Marc Davis (born December 17, 1969, in Oceanside, California) is a retired American track and field athlete, who mainly competed in distance races like the men's 3000 metres steeplechase and 5000 metres. His personal bests are 13:32.58 in the 5000 m set in 1989 and 8:14.26 in the steeplechase set in 1993.

Davis first gained fame while running for San Diego High School (the same alma mater as American distance star Meb Keflezighi), winning the Foot Locker Cross Country Championships, the equivalent of national championships, on his home course before a national TV audience.

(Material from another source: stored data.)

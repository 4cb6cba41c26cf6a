//! Trading Floor Dashboard
//!
//! HTTP service over the shared simulation database: per-trader card
//! slots with change detection, a manual "run trades" trigger that fans
//! out one engine process per agent, and on-demand CSV exports.
//!
//! Usage: cargo run --bin floor-dashboard
//! Then open http://localhost:3000

mod account;
mod config;
mod error;
mod export;
mod floor;
mod logs;
mod market;
mod refresh;
mod runner;
mod trader;
mod types;

use std::collections::HashMap;
use std::path::Path;
use std::sync::Arc;
use std::time::Instant;

use anyhow::{Context, Result};
use axum::extract::{Path as AxumPath, State};
use axum::http::StatusCode;
use axum::response::{Html, Json};
use axum::routing::{get, post};
use axum::Router;
use clap::Parser;
use serde::Serialize;
use tokio::sync::Mutex;
use tower_http::cors::CorsLayer;
use tracing::info;

use crate::account::AccountStore;
use crate::config::Config;
use crate::floor::TradingFloor;
use crate::logs::LogReader;
use crate::market::{MarketClock, MarketHours, PriceBook};
use crate::refresh::{Refresh, LOG_POLL_INTERVAL, SLOW_POLL_INTERVAL};
use crate::runner::EngineRunner;
use crate::trader::{HoldingRow, TraderView, ValueCard};
use crate::types::{LogEntry, RunOutcome, Transaction, ValuePoint};

#[derive(Parser)]
#[command(
    name = "floor-dashboard",
    about = "Dashboard service for the autonomous trading-floor simulation"
)]
struct Cli {
    /// Serve on this port (overrides DASHBOARD_PORT)
    #[arg(long)]
    port: Option<u16>,

    /// Load config from a specific .env file
    #[arg(long)]
    config_file: Option<String>,

    /// Shared simulation database (overrides DB_PATH)
    #[arg(long)]
    db: Option<String>,
}

struct AppState {
    cfg: Config,
    start_time: Instant,
    views: Mutex<HashMap<String, TraderView>>,
    store: AccountStore,
    log_reader: LogReader,
    prices: PriceBook,
    market: MarketClock,
    floor: TradingFloor<EngineRunner, MarketClock>,
}

type SharedState = Arc<AppState>;

const INDEX_HTML: &str = "<!doctype html>\n<html><head><title>Trading Floor</title></head>\n<body>\n<h1>🚀 Trading Floor Dashboard</h1>\n<p>Data: GET /api/status, /api/traders, /api/trader/{name}/value|chart|logs|holdings|transactions</p>\n<p>Actions: POST /api/run, POST /api/export</p>\n</body></html>\n";

#[tokio::main]
async fn main() -> Result<()> {
    tracing_subscriber::fmt()
        .with_env_filter(
            tracing_subscriber::EnvFilter::try_from_default_env()
                .unwrap_or_else(|_| "info".into()),
        )
        .init();

    let cli = Cli::parse();
    let mut cfg = Config::from_env_file(cli.config_file.as_deref())?;
    if let Some(port) = cli.port {
        cfg.dashboard_port = port;
    }
    if let Some(db) = cli.db {
        cfg.db_path = db;
    }

    let roster: Vec<&str> = cfg.traders.iter().map(|t| t.name.as_str()).collect();
    info!("══════════════════════════════════════════════");
    info!("  TRADING FLOOR DASHBOARD");
    info!("  Traders: {}", roster.join(", "));
    info!("  DB: {} | Engine: {}", cfg.db_path, cfg.engine_cmd);
    info!(
        "  Market override: {} | Log tail: {}",
        cfg.run_even_when_closed, cfg.log_tail
    );
    info!("  http://localhost:{}", cfg.dashboard_port);
    info!("══════════════════════════════════════════════");

    let store = AccountStore::new(&cfg.db_path, cfg.initial_balance);
    let log_reader = LogReader::new(&cfg.db_path);
    let prices = PriceBook::new(&cfg.db_path);
    let market = MarketClock::new(&cfg.polygon_api_key, cfg.run_even_when_closed);
    let runner = EngineRunner::from_command(&cfg.engine_cmd);
    let floor = TradingFloor::new(cfg.traders.clone(), runner, market.clone());

    let views: HashMap<String, TraderView> = cfg
        .traders
        .iter()
        .map(|spec| (spec.name.clone(), TraderView::new(spec.clone())))
        .collect();

    let port = cfg.dashboard_port;
    let state: SharedState = Arc::new(AppState {
        cfg,
        start_time: Instant::now(),
        views: Mutex::new(views),
        store,
        log_reader,
        prices,
        market,
        floor,
    });

    let app = Router::new()
        .route("/", get(serve_index))
        .route("/api/status", get(api_status))
        .route("/api/traders", get(api_traders))
        .route("/api/trader/:name/value", get(api_value))
        .route("/api/trader/:name/chart", get(api_chart))
        .route("/api/trader/:name/logs", get(api_logs))
        .route("/api/trader/:name/holdings", get(api_holdings))
        .route("/api/trader/:name/transactions", get(api_transactions))
        .route("/api/run", post(api_run))
        .route("/api/export", post(api_export))
        .layer(CorsLayer::permissive())
        .with_state(state);

    let addr = format!("0.0.0.0:{port}");
    let listener = tokio::net::TcpListener::bind(&addr)
        .await
        .with_context(|| format!("Bind dashboard port {addr}"))?;
    info!("Dashboard running at http://localhost:{port}");
    axum::serve(listener, app).await.context("serve failed")?;
    Ok(())
}

// ── API payloads ──

/// `{changed, data}` envelope for one slot poll: `data` is present only
/// when the slot actually changed, so pollers skip redundant re-renders.
#[derive(Serialize)]
struct SlotPayload<T> {
    changed: bool,
    data: Option<T>,
}

impl<T> From<Refresh<T>> for SlotPayload<T> {
    fn from(refresh: Refresh<T>) -> Self {
        Self {
            changed: refresh.is_changed(),
            data: refresh.into_option(),
        }
    }
}

#[derive(Serialize)]
struct TraderCard {
    name: String,
    lastname: String,
    model: String,
    title: String,
}

#[derive(Serialize)]
struct FloorStatus {
    market_open: bool,
    phase: String,
    traders: usize,
    uptime_secs: u64,
    log_poll_ms: u64,
    slow_poll_secs: u64,
}

#[derive(Serialize)]
struct RunStatus {
    status: String,
    outcome: RunOutcome,
}

#[derive(Serialize)]
struct ExportStatus {
    status: String,
}

// ── Handlers ──

async fn serve_index() -> Html<&'static str> {
    Html(INDEX_HTML)
}

async fn api_status(State(state): State<SharedState>) -> Json<FloorStatus> {
    Json(FloorStatus {
        market_open: state.market.is_open().await,
        phase: state.floor.phase().to_string(),
        traders: state.floor.traders().len(),
        uptime_secs: state.start_time.elapsed().as_secs(),
        log_poll_ms: LOG_POLL_INTERVAL.as_millis() as u64,
        slow_poll_secs: SLOW_POLL_INTERVAL.as_secs(),
    })
}

async fn api_traders(State(state): State<SharedState>) -> Json<Vec<TraderCard>> {
    let cards = state
        .floor
        .traders()
        .iter()
        .map(|spec| TraderCard {
            name: spec.name.clone(),
            lastname: spec.lastname.clone(),
            model: spec.model.clone(),
            title: spec.title(),
        })
        .collect();
    Json(cards)
}

async fn api_value(
    AxumPath(name): AxumPath<String>,
    State(state): State<SharedState>,
) -> Result<Json<SlotPayload<ValueCard>>, StatusCode> {
    let mut views = state.views.lock().await;
    let view = views.get_mut(&name).ok_or(StatusCode::NOT_FOUND)?;
    Ok(Json(view.poll_value(&state.store, &state.prices).into()))
}

async fn api_chart(
    AxumPath(name): AxumPath<String>,
    State(state): State<SharedState>,
) -> Result<Json<SlotPayload<Vec<ValuePoint>>>, StatusCode> {
    let mut views = state.views.lock().await;
    let view = views.get_mut(&name).ok_or(StatusCode::NOT_FOUND)?;
    Ok(Json(view.poll_chart(&state.store).into()))
}

async fn api_logs(
    AxumPath(name): AxumPath<String>,
    State(state): State<SharedState>,
) -> Result<Json<SlotPayload<Vec<LogEntry>>>, StatusCode> {
    let mut views = state.views.lock().await;
    let view = views.get_mut(&name).ok_or(StatusCode::NOT_FOUND)?;
    Ok(Json(
        view.poll_logs(&state.log_reader, state.cfg.log_tail).into(),
    ))
}

async fn api_holdings(
    AxumPath(name): AxumPath<String>,
    State(state): State<SharedState>,
) -> Result<Json<SlotPayload<Vec<HoldingRow>>>, StatusCode> {
    let mut views = state.views.lock().await;
    let view = views.get_mut(&name).ok_or(StatusCode::NOT_FOUND)?;
    Ok(Json(view.poll_holdings(&state.store).into()))
}

async fn api_transactions(
    AxumPath(name): AxumPath<String>,
    State(state): State<SharedState>,
) -> Result<Json<SlotPayload<Vec<Transaction>>>, StatusCode> {
    let mut views = state.views.lock().await;
    let view = views.get_mut(&name).ok_or(StatusCode::NOT_FOUND)?;
    Ok(Json(view.poll_transactions(&state.store).into()))
}

/// Manual trigger: one full round across all agents, answered with the
/// aggregated outcome. Refresh polls keep serving snapshots while the
/// round is in flight.
async fn api_run(State(state): State<SharedState>) -> Json<RunStatus> {
    let outcome = state.floor.run_round().await;
    Json(RunStatus {
        status: outcome.status_line(),
        outcome,
    })
}

async fn api_export(State(state): State<SharedState>) -> Json<ExportStatus> {
    let status = match export::write_exports(
        state.floor.traders(),
        &state.store,
        &state.prices,
        Path::new(&state.cfg.export_dir),
    ) {
        Ok(report) => report.status_line(),
        Err(e) => format!("❌ Error generating summary: {e:#}"),
    };
    Json(ExportStatus { status })
}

Next Davis ran for the University of Arizona, winning the 1992 3000 m Steeple Chase NCAA Men's Outdoor Track and Field Championships.

At the USA Outdoor Track and Field Championships he won the 1993 steeplechase and in 1998 he won the 5000 metres.  On the roads he won the 1997 National 5K Championship.

At the 1996 Summer Olympics, Davis won his semi-final in the steeplechase, before finishing 12th in the final.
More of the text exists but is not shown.